The recently concluded Fierce Health Payer Summit focused heavily on the many challenges surrounding prior authorization. Many presenters discussed the challenges from a patient perspective, while others tackled the clinical side by assessing the acute need to improve data exchange and interoperability between payers and providers.
Whether patient or caregiver, the goal is obvious: achieve more rapid, accurate, and economical data sharing. The good news is that viable technological solutions to make that happen exist today, among them digital, cloud, and fax.
This secure, reliable technology has long been the “connective tissue” between payers, providers, and other entities across the healthcare continuum. And now advances in cloud fax are allowing it to do more than drop off documents into an EHR or other system.
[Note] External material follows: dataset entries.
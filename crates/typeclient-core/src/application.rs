use std::cell::Cell;
use std::fmt;
use std::rc::Rc;

use typeclient_ui::Node;

use crate::metadata::{AnnotationMethod, MethodMeta};
use crate::{
    ApplicationError, ApplicationLifecycle, Context, Controller, LifecycleHooks, StateInit,
};

#[derive(Debug, Clone)]
pub struct ApplicationOptions {
    name: String,
}

impl Default for ApplicationOptions {
    fn default() -> Self {
        Self {
            name: "TypeClient".to_string(),
        }
    }
}

impl ApplicationOptions {
    pub fn with_name(mut self, name: impl Into<String>) -> Self {
        self.name = name.into();
        self
    }

    pub fn name(&self) -> &str {
        &self.name
    }
}

/// A controller method checked to exist when the route was declared.
#[derive(Clone, Debug)]
pub struct Route {
    controller: Controller,
    metadata: AnnotationMethod,
}

impl Route {
    pub fn controller(&self) -> &Controller {
        &self.controller
    }

    pub fn key(&self) -> &str {
        &self.metadata.key
    }
}

/// Application runtime: owns the lifecycle integration and its hooks, and
/// turns render requests into contexts.
pub struct Application<L: ApplicationLifecycle> {
    options: ApplicationOptions,
    lifecycle: Rc<L>,
    hooks: LifecycleHooks,
    started: Rc<Cell<bool>>,
    next_context_id: Cell<u64>,
}

impl<L: ApplicationLifecycle> Application<L> {
    pub fn new(options: ApplicationOptions, lifecycle: L) -> Self {
        let hooks = LifecycleHooks::new();
        lifecycle.install(&hooks);
        Self {
            options,
            lifecycle: Rc::new(lifecycle),
            hooks,
            started: Rc::new(Cell::new(false)),
            next_context_id: Cell::new(1),
        }
    }

    pub fn options(&self) -> &ApplicationOptions {
        &self.options
    }

    pub fn lifecycle(&self) -> &Rc<L> {
        &self.lifecycle
    }

    pub fn hooks(&self) -> &LifecycleHooks {
        &self.hooks
    }

    pub fn is_started(&self) -> bool {
        self.started.get()
    }

    /// Runs the lifecycle's one-time initialization. Later calls are no-ops.
    pub fn start(&self) -> Result<(), ApplicationError> {
        if self.started.get() {
            log::debug!("application `{}` already started", self.options.name);
            return Ok(());
        }
        let started = Rc::clone(&self.started);
        let name = self.options.name.clone();
        self.lifecycle.application_initialize(Box::new(move || {
            log::info!("application `{name}` ready");
            started.set(true);
        }))
    }

    /// Declares a render target. Fails when the controller has no render
    /// method named `key`.
    pub fn route(&self, controller: &Controller, key: &str) -> Result<Route, ApplicationError> {
        if !controller.class().has_method(key) {
            return Err(ApplicationError::MissingMethod {
                class: controller.name().to_string(),
                key: key.to_string(),
            });
        }
        Ok(Route {
            controller: controller.clone(),
            metadata: AnnotationMethod {
                key: key.to_string(),
                meta: MethodMeta {
                    parent: Rc::clone(controller.class().metadata()),
                },
            },
        })
    }

    /// Handles one render request: runs the before-context-create hook,
    /// builds the context from the state it produced and hands everything
    /// to the lifecycle. Returns the context so callers can drive its
    /// status afterwards.
    pub fn render(
        &self,
        route: &Route,
        state: impl Into<StateInit>,
    ) -> Result<Context, ApplicationError> {
        let record = self.hooks.run_before_context_create(
            &route.controller,
            route.key(),
            state.into(),
        )?;
        let id = self.next_context_id.get();
        self.next_context_id.set(id + 1);
        let ctx = Context::new(id, route.controller.name(), route.key(), record);
        log::debug!(
            "render request #{id} for {}::{}",
            route.controller.name(),
            route.key()
        );
        self.lifecycle.application_component_render(
            &ctx,
            &route.controller,
            route.key(),
            &route.metadata,
        )?;
        Ok(ctx)
    }

    /// Reports a fatal error to the lifecycle, replacing whatever is shown.
    pub fn render_error(&self, node: impl Into<Node>) {
        log::warn!("application `{}` rendering fatal error", self.options.name);
        self.lifecycle.application_error_render(node.into());
    }
}

impl<L: ApplicationLifecycle> fmt::Debug for Application<L> {
    fn fmt(&self, f: &mut fmt::Formatter<'_>) -> fmt::Result {
        f.debug_struct("Application")
            .field("options", &self.options)
            .field("hooks", &self.hooks)
            .field("started", &self.started.get())
            .finish()
    }
}
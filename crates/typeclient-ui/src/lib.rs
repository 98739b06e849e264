#![doc = r"Reactive cells, function components and compositions used by the TypeClient render bridge."]

pub mod collections;
mod component;
mod composer;
mod composition;
mod host;
mod local;
mod node;
pub mod platform;
mod runtime;
mod state;

pub use component::{Component, ComponentId};
pub use composer::{
    is_composing, remember, useState, use_state, DisposableEffect, DisposableEffectResult,
    DisposableEffectScope,
};
pub use composition::Composition;
pub use host::{Host, MemoryHost};
pub use local::{compositionLocalOf, CompositionLocal};
pub use node::Node;
pub use platform::{DefaultScheduler, RuntimeScheduler, StdScheduler};
pub use runtime::Runtime;
pub use state::{MutableState, State};

#[cfg(test)]
#[path = "tests/composition_tests.rs"]
mod composition_tests;
//! Testing utilities and harness for the TypeClient render bridge

pub mod testing;

pub use testing::*;

pub mod prelude {
    pub use crate::testing::*;
}
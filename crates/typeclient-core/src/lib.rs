#![doc = r"Application lifecycle runtime: controllers, contexts, hooks and the lifecycle contract rendering integrations implement."]

mod application;
mod context;
pub mod controller;
mod error;
mod hooks;
mod lifecycle;
pub mod metadata;

pub use application::{Application, ApplicationOptions, Route};
pub use context::{state_from, Context, StateInit, StateRecord, STATUS_FATAL, STATUS_OK};
pub use controller::{
    BoundMethod, Controller, ControllerClass, ControllerClassBuilder, RenderMethods,
};
pub use error::ApplicationError;
pub use hooks::{BeforeContextCreate, LifecycleHooks};
pub use lifecycle::ApplicationLifecycle;
pub use metadata::{AnnotationMethod, MetaStore, MethodMeta};
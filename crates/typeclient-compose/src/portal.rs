//! Single-receiver channel carrying render payloads to the mounted root.

use std::cell::{Cell, RefCell};
use std::fmt;
use std::rc::Rc;

use typeclient_core::Context;
use typeclient_ui::{Component, Node};

use crate::renderer::Renderer;

/// Layout component wrapped around whatever a controller method renders.
/// It receives the rendered slot as its props.
pub type Template = Component<Node>;

/// What the root renders inside the template.
#[derive(Clone, Debug, PartialEq)]
pub enum PortalSlot {
    /// A controller method, rendered against the payload context.
    Renderer(Renderer),
    /// Fixed content, used for fatal errors.
    Fixed(Component<()>),
}

/// Everything the root component needs for one render: the context, an
/// optional template and the slot. The default payload renders nothing.
#[derive(Clone, Debug, Default, PartialEq)]
pub struct PortalPayload {
    pub context: Option<Context>,
    pub template: Option<Template>,
    pub slot: Option<PortalSlot>,
}

impl PortalPayload {
    pub fn render(context: Context, template: Option<Template>, renderer: Renderer) -> Self {
        Self {
            context: Some(context),
            template,
            slot: Some(PortalSlot::Renderer(renderer)),
        }
    }

    /// Payload replacing the screen with `node` and no template.
    pub fn error(node: Node) -> Self {
        let slot = Component::new("Error", move |_: &()| node.clone());
        Self {
            context: None,
            template: None,
            slot: Some(PortalSlot::Fixed(slot)),
        }
    }

    pub fn is_error(&self) -> bool {
        matches!(self.slot, Some(PortalSlot::Fixed(_)))
    }

    /// Renders the slot, wrapped in the template when one is set.
    pub fn view(&self) -> Node {
        let slot = match (&self.slot, &self.context) {
            (Some(PortalSlot::Renderer(renderer)), Some(ctx)) => renderer.render(ctx),
            (Some(PortalSlot::Fixed(content)), _) => content.render(&()),
            _ => Node::Empty,
        };
        match &self.template {
            Some(template) => template.render(&slot),
            None => slot,
        }
    }
}

type Receiver<P> = Rc<dyn Fn(P)>;

/// Channel with at most one receiver. The first registration wins and is
/// never replaced; dispatches made while nothing is registered are dropped.
pub struct PortalChannel<P: 'static> {
    receiver: RefCell<Option<Receiver<P>>>,
    delivered: Cell<u64>,
    dropped: Cell<u64>,
}

impl<P: 'static> Default for PortalChannel<P> {
    fn default() -> Self {
        Self {
            receiver: RefCell::new(None),
            delivered: Cell::new(0),
            dropped: Cell::new(0),
        }
    }
}

impl<P: 'static> PortalChannel<P> {
    pub fn new() -> Self {
        Self::default()
    }

    /// Registers `receiver` unless one is already set. Returns whether it
    /// was accepted.
    pub fn register(&self, receiver: impl Fn(P) + 'static) -> bool {
        let mut slot = self.receiver.borrow_mut();
        if slot.is_some() {
            log::trace!("portal receiver already registered, ignoring");
            return false;
        }
        *slot = Some(Rc::new(receiver));
        true
    }

    pub fn is_registered(&self) -> bool {
        self.receiver.borrow().is_some()
    }

    /// Hands `payload` to the receiver. Returns `false` when it was dropped.
    pub fn dispatch(&self, payload: P) -> bool {
        let receiver = self.receiver.borrow().clone();
        match receiver {
            Some(receiver) => {
                self.delivered.set(self.delivered.get() + 1);
                receiver(payload);
                true
            }
            None => {
                self.dropped.set(self.dropped.get() + 1);
                log::trace!("no portal receiver registered, dropping payload");
                false
            }
        }
    }

    pub fn delivered(&self) -> u64 {
        self.delivered.get()
    }

    pub fn dropped(&self) -> u64 {
        self.dropped.get()
    }
}

impl<P: 'static> fmt::Debug for PortalChannel<P> {
    fn fmt(&self, f: &mut fmt::Formatter<'_>) -> fmt::Result {
        f.debug_struct("PortalChannel")
            .field("registered", &self.is_registered())
            .field("delivered", &self.delivered.get())
            .field("dropped", &self.dropped.get())
            .finish()
    }
}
AI-driven intelligent document processing can extract and organize unstructured information in seconds, making the payer-provider exchange ultra-efficient without removing the human component. For example, prior authorization approvals now can be expedited through the integration of AI, and denials can be routed to specialized staff for review.
AI, cloud fax come together for new solutions
These new productivity pathways can result in real savings in the prior authorization process, where costs are creeping ever higher. One attendee reported an average cost per prior authorization for providers is $20, a figure that soars to $120 for payers. Staffing is a significant piece of those costs, with another attendee saying they have three full-time employees doing nothing but processing prior authorizations. If they could transition those people to other work, the attendee added, there’d be room to bring on more clinical staff.
Other areas where the use of AI to streamline document delivery and enhance productivity includes more rapid patient and provider access to data. Benefits navigation, clinical guidance, and care delivery information are all areas providers at Fierce said they would like to see enhanced. They also highlighted point-of-care systems, where having more in-depth background information before the first encounter could speed diagnosis.
Creating momentum for new approaches
The goal now is to take interoperability concepts off the design table and get them into the real world. As noted above, that’s already happening in the cloud fax world. Adaptive technology such as Concord’s Practical AI suite of solutions is helping payers and providers with everything from prior authorization to intake processing, member enrollment, claims payment and much more. We stand ready to do more as payers work to strengthen their connections to providers and others in terms of data access.
There are challenges, to be sure: disparate systems, security protocols to be aligned, just to name two. But a future with easily shared information between payer and provider, speeding business operations while substantially improving patient care, will be worth all the time and effort.